I was just thinking about the sort of issues described in this post, like having to use specific flags to prevent the minifier breaking code, or write an extra pass to tweak the output. I’d worry about what other problems there might be that I hadn’t noticed yet.
Presumably those will get fixed over time, and at some point bun will just work if you want to replace your existing bundler. But even then, I personally would lean to sticking with esbuild as it’s more than fast enough for my purposes -- extra speed isn’t a compelling selling point (for me).
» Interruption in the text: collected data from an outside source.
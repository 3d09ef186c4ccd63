//! Directory Handle
//!
//! Shares the current [`InstrumentDirectory`] between readers and the
//! catalog refresher. Readers take a snapshot; a refresh swaps in a new
//! directory without blocking them.

use std::sync::Arc;

use arc_swap::ArcSwap;

use crate::domain::instrument::InstrumentDirectory;

/// Cloneable handle to the current directory snapshot.
#[derive(Debug, Clone)]
pub struct DirectoryHandle {
    inner: Arc<ArcSwap<InstrumentDirectory>>,
}

impl DirectoryHandle {
    /// Create a handle around an initial directory.
    #[must_use]
    pub fn new(directory: InstrumentDirectory) -> Self {
        Self {
            inner: Arc::new(ArcSwap::from_pointee(directory)),
        }
    }

    /// Create a handle around an empty directory.
    #[must_use]
    pub fn empty() -> Self {
        Self::new(InstrumentDirectory::default())
    }

    /// Current snapshot. Stays valid after a later replace.
    #[must_use]
    pub fn load(&self) -> Arc<InstrumentDirectory> {
        self.inner.load_full()
    }

    /// Swap in a new directory.
    pub fn replace(&self, directory: InstrumentDirectory) {
        let instruments = directory.len();
        self.inner.store(Arc::new(directory));
        tracing::info!(instruments, "Instrument directory replaced");
    }

    /// Number of instruments in the current snapshot.
    #[must_use]
    pub fn len(&self) -> usize {
        self.inner.load().len()
    }

    /// Whether the current snapshot is empty.
    #[must_use]
    pub fn is_empty(&self) -> bool {
        self.inner.load().is_empty()
    }
}

impl Default for DirectoryHandle {
    fn default() -> Self {
        Self::empty()
    }
}
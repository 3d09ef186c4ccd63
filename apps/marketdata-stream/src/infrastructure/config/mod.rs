//! Configuration Module
//!
//! Configuration loading for the market data client.

mod settings;

pub use settings::{ClientConfig, ConfigError, EndpointSettings, StreamSettings};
Yes, Bun is very much in beta, but it's already really, really good. I'm fine using it with my hobby projects right now, but once it gets to 1.0 I'll give serious consideration to using it in production code too. The API is really simple, and I love how it just understands Typescript, so you can throw any code in your repo at it and it chugs away happily.
Yes, being able to just run TS directly is very appealing. When I last tried, neither bun nor deno nor ts-node worked out of the box for me. The other two seem to be a bit stuck in the weeds (deno aggressively trying to do its own thing, then backtracking and adding node compatibility back in; ts-node hampered by having to work around weird design decisions in both node and TS) so I wouldn’t be surprised if bun ends up as the winning TS engine.
Presumably those will get fixed over time, and at some point bun will just work if you want to replace your existing bundler. But even then, I personally would lean to sticking with esbuild as it’s more than fast enough for my purposes -- extra speed isn’t a compelling selling point (for me).